Now that variables exist, every name lookup already goes through `Environment` (`LOAD_VAR` resolves names lazily at runtime — `src/v2-calculator/vm/run.ts:23-28`). That late-bound lookup gives us a free seam to inject built-ins: pre-populating the `Environment` requires no opcode, no grammar, no compiler, and no AST changes. The smallest possible change is also the right change.

## What Changes

- **New module** `src/v2-calculator/vm/builtins.ts` exports a frozen `BUILTIN_CONSTANTS` map of `{ pi: Math.PI, e: Math.E, tau: 2 * Math.PI }`. Single source of truth for "what names does the language pre-bind?", positioned to absorb future entries (`phi`, `inf`, `nan`, …) and eventually built-in functions.
- **`Environment` constructor** pre-populates from `BUILTIN_CONSTANTS`. A fresh `new Environment()` already contains `pi`, `e`, `tau` — no caller change needed in `index.ts`, `cli.ts`, or `run.ts`.
- **Reassignment semantics** — built-ins are ordinary default bindings, not protected slots. `pi = 5` overwrites the binding silently, exactly as user-defined variables do. No new error, no warning.
- **Zero changes** to `grammar.ohm`, `ast.ts`, `semantics.ts`, `parser.ts`, `compiler.ts`, `bytecode.ts`, `run.ts`, `index.ts`, or `cli.ts`. The existing `LOAD_VAR` / `STORE_VAR` paths handle these reads and writes correctly.
- **Tests** in `vm/Environment.test.ts` (fresh-env lookups, shadowing, no regression on undefined-name throw) and `calculator.test.ts` (end-to-end `run("pi")`, `run("2 * pi")`, `run("tau / 2")`, shadowing through the full pipeline).
- **`todo.md`** — tick item 4 (`Add built-in constants, like pi`) and add a follow-up `Add IEEE-754 named constants: inf, nan` adjacent to it.

## Capabilities

### New Capabilities

<!-- None — this extends the existing v2-calculator capability rather than adding a new one. -->

### Modified Capabilities

- `v2-calculator`: `Environment` gains pre-populated bindings for the built-in mathematical constants `pi`, `e`, `tau`. A new requirement covers the existence, identity, and shadowing semantics of these built-ins.

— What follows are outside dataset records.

//! Input transition parsing
//!
//! Reads the per-run transitions file: a list of transition occurrences, each
//! with a description (the join key into the transition-type registry) and
//! its map and static tiles.

use std::path::Path;
use std::sync::Arc;

use crate::diagnostics::Diagnostics;
use crate::error::{Result, SourceKind};
use crate::formats::{InputTransitionsXml, TileXml, attr_value, read_xml};

/// A map or static tile reference.
#[derive(Debug, Clone, PartialEq, Eq)]
pub struct TileRecord {
    /// Decimal tile ID (hex input is normalized).
    pub tile_id: String,
    /// Alternate-ID modifier, passed through verbatim.
    pub alt_id_mod: String,
}

impl TileRecord {
    /// Build a tile record. `TileID` values of the form `0x..` are converted
    /// to decimal. Returns `None` if either field ends up empty or the hex
    /// value does not fit in 64 bits.
    #[must_use]
    pub fn new(tile_id: &str, alt_id_mod: &str) -> Option<Self> {
        let tile_id = tile_id.trim();
        let alt_id_mod = alt_id_mod.trim();

        let tile_id = match hex_digits(tile_id) {
            Some(hex) => u64::from_str_radix(hex, 16).ok()?.to_string(),
            None => tile_id.to_string(),
        };

        if tile_id.is_empty() || alt_id_mod.is_empty() {
            return None;
        }

        Some(Self {
            tile_id,
            alt_id_mod: alt_id_mod.to_string(),
        })
    }
}

/// Digits of a `0x`/`0X`-prefixed hex literal, if `s` is one.
fn hex_digits(s: &str) -> Option<&str> {
    let digits = s.strip_prefix("0x").or_else(|| s.strip_prefix("0X"))?;
    (!digits.is_empty() && digits.bytes().all(|b| b.is_ascii_hexdigit())).then_some(digits)
}

/// A transition occurrence, either as read from the input file (empty
/// hashkey) or resolved for a terrain pair.
///
/// Tile lists are shared between a source record and all records resolved
/// from it; they are never mutated after parsing.
#[derive(Debug, Clone, PartialEq, Eq)]
pub struct TransitionRecord {
    /// Transition description, case preserved.
    pub description: String,
    /// Resolved hashkey, empty until resolution.
    pub hashkey: String,
    /// Map tiles in document order.
    pub map_tiles: Arc<[TileRecord]>,
    /// Static tiles in document order.
    pub static_tiles: Arc<[TileRecord]>,
}

impl TransitionRecord {
    /// Create an unresolved record.
    #[must_use]
    pub fn new(
        description: impl Into<String>,
        map_tiles: Vec<TileRecord>,
        static_tiles: Vec<TileRecord>,
    ) -> Self {
        Self {
            description: description.into(),
            hashkey: String::new(),
            map_tiles: map_tiles.into(),
            static_tiles: static_tiles.into(),
        }
    }

    /// A resolved copy of this record sharing its tile lists.
    #[must_use]
    pub fn with_hashkey(&self, hashkey: String) -> Self {
        Self {
            description: self.description.clone(),
            hashkey,
            map_tiles: Arc::clone(&self.map_tiles),
            static_tiles: Arc::clone(&self.static_tiles),
        }
    }

    /// Whether a hashkey has been assigned.
    #[must_use]
    pub fn is_resolved(&self) -> bool {
        !self.hashkey.is_empty()
    }
}

/// The parsed contents of an input transitions file.
#[derive(Debug, Clone, Default)]
pub struct TransitionSet {
    records: Vec<TransitionRecord>,
    diagnostics: Diagnostics,
}

impl TransitionSet {
    /// Load and parse an input transitions file.
    ///
    /// # Errors
    /// Returns an error if the file is missing or is not well-formed XML.
    pub fn load<P: AsRef<Path>>(path: P) -> Result<Self> {
        let doc: InputTransitionsXml = read_xml(path, SourceKind::InputTransitions)?;
        Ok(Self::from_document(&doc))
    }

    /// Build the set from an already-parsed document.
    #[must_use]
    pub fn from_document(doc: &InputTransitionsXml) -> Self {
        let mut set = Self::default();

        for entry in &doc.transitions {
            let description = attr_value(entry.description.as_deref());
            if description.is_empty() {
                set.diagnostics
                    .warn("TransitionType element missing 'Description' attribute.");
                continue;
            }

            let map_tiles = entry
                .map_tiles
                .first()
                .map(|m| collect_tiles(&m.tiles))
                .unwrap_or_default();
            let static_tiles = entry
                .static_tiles
                .first()
                .map(|s| collect_tiles(&s.tiles))
                .unwrap_or_default();

            set.records
                .push(TransitionRecord::new(description, map_tiles, static_tiles));
        }

        tracing::debug!("Loaded {} input transitions", set.records.len());
        set
    }

    /// Wrap records that were built in code rather than parsed.
    #[must_use]
    pub fn from_records(records: Vec<TransitionRecord>) -> Self {
        Self {
            records,
            diagnostics: Diagnostics::new(),
        }
    }

    /// Records in document order. Descriptions may repeat.
    #[must_use]
    pub fn records(&self) -> &[TransitionRecord] {
        &self.records
    }

    /// Entries skipped while loading.
    #[must_use]
    pub fn diagnostics(&self) -> &Diagnostics {
        &self.diagnostics
    }
}

fn collect_tiles(tiles: &[TileXml]) -> Vec<TileRecord> {
    tiles
        .iter()
        .filter_map(|tile| {
            let tile_id = attr_value(tile.tile_id.as_deref());
            let alt_id_mod = attr_value(tile.alt_id_mod.as_deref());
            let record = TileRecord::new(tile_id, alt_id_mod);
            if record.is_none() {
                tracing::debug!("Dropping tile TileID='{}' AltIDMod='{}'", tile_id, alt_id_mod);
            }
            record
        })
        .collect()
}

#[cfg(test)]
mod tests {
    use super::*;
    use crate::formats::parse_xml;
    use pretty_assertions::assert_eq;

    fn tile(id: &str, alt: &str) -> TileRecord {
        TileRecord {
            tile_id: id.to_string(),
            alt_id_mod: alt.to_string(),
        }
    }

    #[test]
    fn test_tile_normalization() {
        assert_eq!(TileRecord::new("0x2A", "0"), Some(tile("42", "0")));
        assert_eq!(TileRecord::new("0X2a", "1"), Some(tile("42", "1")));
        assert_eq!(TileRecord::new(" 17 ", " 2 "), Some(tile("17", "2")));
        assert_eq!(TileRecord::new("42", ""), None);
        assert_eq!(TileRecord::new("", "0"), None);
        // not a full hex match: passed through
        assert_eq!(TileRecord::new("0x2G", "0"), Some(tile("0x2G", "0")));
        assert_eq!(TileRecord::new("0xFFFFFFFFFFFFFFFFF", "0"), None);
    }

    #[test]
    fn test_parse_document_order_and_repeats() {
        let doc: InputTransitionsXml = parse_xml(
            r#"<Transitions>
                <TransitionType Description="Dirt2Grass">
                    <MapTiles>
                        <MapTile TileID="0x2A" AltIDMod="0" />
                        <MapTile TileID="43" AltIDMod="" />
                        <MapTile TileID="44" AltIDMod="1" />
                    </MapTiles>
                    <StaticTiles>
                        <StaticTile TileID="0x0100" AltIDMod="0" />
                        <StaticTile AltIDMod="0" />
                    </StaticTiles>
                </TransitionType>
                <TransitionType>
                    <MapTiles><MapTile TileID="1" AltIDMod="0" /></MapTiles>
                </TransitionType>
                <TransitionType Description="Dirt2Grass" />
            </Transitions>"#,
            SourceKind::InputTransitions,
        )
        .unwrap();
        let set = TransitionSet::from_document(&doc);

        let records = set.records();
        assert_eq!(records.len(), 2);
        assert_eq!(records[0].description, "Dirt2Grass");
        assert!(!records[0].is_resolved());
        assert_eq!(&*records[0].map_tiles, &[tile("42", "0"), tile("44", "1")]);
        assert_eq!(&*records[0].static_tiles, &[tile("256", "0")]);
        assert_eq!(records[1].description, "Dirt2Grass");
        assert!(records[1].map_tiles.is_empty());
        assert_eq!(set.diagnostics().len(), 1);
    }

    #[test]
    fn test_first_tile_container_wins() {
        let doc: InputTransitionsXml = parse_xml(
            r#"<Transitions>
                <TransitionType Description="Edge">
                    <MapTiles><MapTile TileID="1" AltIDMod="0" /></MapTiles>
                    <MapTiles><MapTile TileID="2" AltIDMod="0" /></MapTiles>
                </TransitionType>
                loose text
                <TransitionType Description="Corner" />
            </Transitions>"#,
            SourceKind::InputTransitions,
        )
        .unwrap();
        let set = TransitionSet::from_document(&doc);

        assert_eq!(set.records().len(), 2);
        assert_eq!(&*set.records()[0].map_tiles, &[tile("1", "0")]);
        assert_eq!(set.records()[1].description, "Corner");
    }

    #[test]
    fn test_with_hashkey_shares_tiles() {
        let record = TransitionRecord::new("Edge", vec![tile("1", "0")], Vec::new());
        let resolved = record.with_hashkey("0510".to_string());
        assert!(resolved.is_resolved());
        assert!(Arc::ptr_eq(&record.map_tiles, &resolved.map_tiles));
        assert!(Arc::ptr_eq(&record.static_tiles, &resolved.static_tiles));
    }
}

## Out of Scope (Deferred)

- **`inf`, `nan`, `epsilon`.** Captured as a separate todo item. Surfacing IEEE-754 sentinels as user-visible names deserves its own small design discussion (naming, whether `nan == nan`, error-vs-value role) which would clutter this change.
- **Built-in functions (`sin`, `cos`, `tan`, …).** Already a separate todo item. The `Environment` value type is currently `number`; functions will need either a widened value type or Ball's `OpGetBuiltin` pattern (see _Writing A Compiler In Go_, ch. on Built-in Functions). This change deliberately does not prejudge that decision.
- **Compile-time shadowing detection or warnings.** The chosen semantics are "reassignable, no warning", matching the calculator's existing implicit-reassignment stance for user variables.
- **Marking built-ins as `const` / preventing reassignment at runtime.** Same rationale — and the calculator has no `const`-vs-mutable concept anywhere else.
- **Separate `Environment` constructor variant for a "vanilla" empty env.** Tests that need an empty environment can use `set` to overwrite, or the design can grow a flag later. YAGNI for now.

## Impact

- `src/v2-calculator/vm/builtins.ts` (NEW): frozen `Readonly<Record<string, number>>` named `BUILTIN_CONSTANTS` with the three initial entries.
- `src/v2-calculator/vm/Environment.ts`: constructor pre-populates the internal `Map` from `BUILTIN_CONSTANTS` via `Object.entries`. No method signatures change.
- `src/v2-calculator/vm/Environment.test.ts`: new cases for fresh-env built-in resolution, user shadowing, and a confirmation that `UndefinedVariable` still throws for non-built-in names.
- `src/v2-calculator/calculator.test.ts`: new end-to-end cases covering `pi`, `e`, `tau` evaluation through the full parse → compile → run pipeline, plus REPL-like shadowing across two `run` calls sharing one `Environment`.
- `src/v2-calculator/todo.md`: item 4 ticked; new follow-up item added beneath it.
- `src/v2-calculator/parser/*`, `src/v2-calculator/compiler/*`, `src/v2-calculator/vm/run.ts`, `src/v2-calculator/index.ts`, `src/v2-calculator/cli.ts`: **unchanged**. This is the design's main virtue — the change rides entirely on existing infrastructure.
- After approval + merge: sync delta into `openspec/specs/v2-calculator/spec.md` via the `openspec-sync-specs` skill.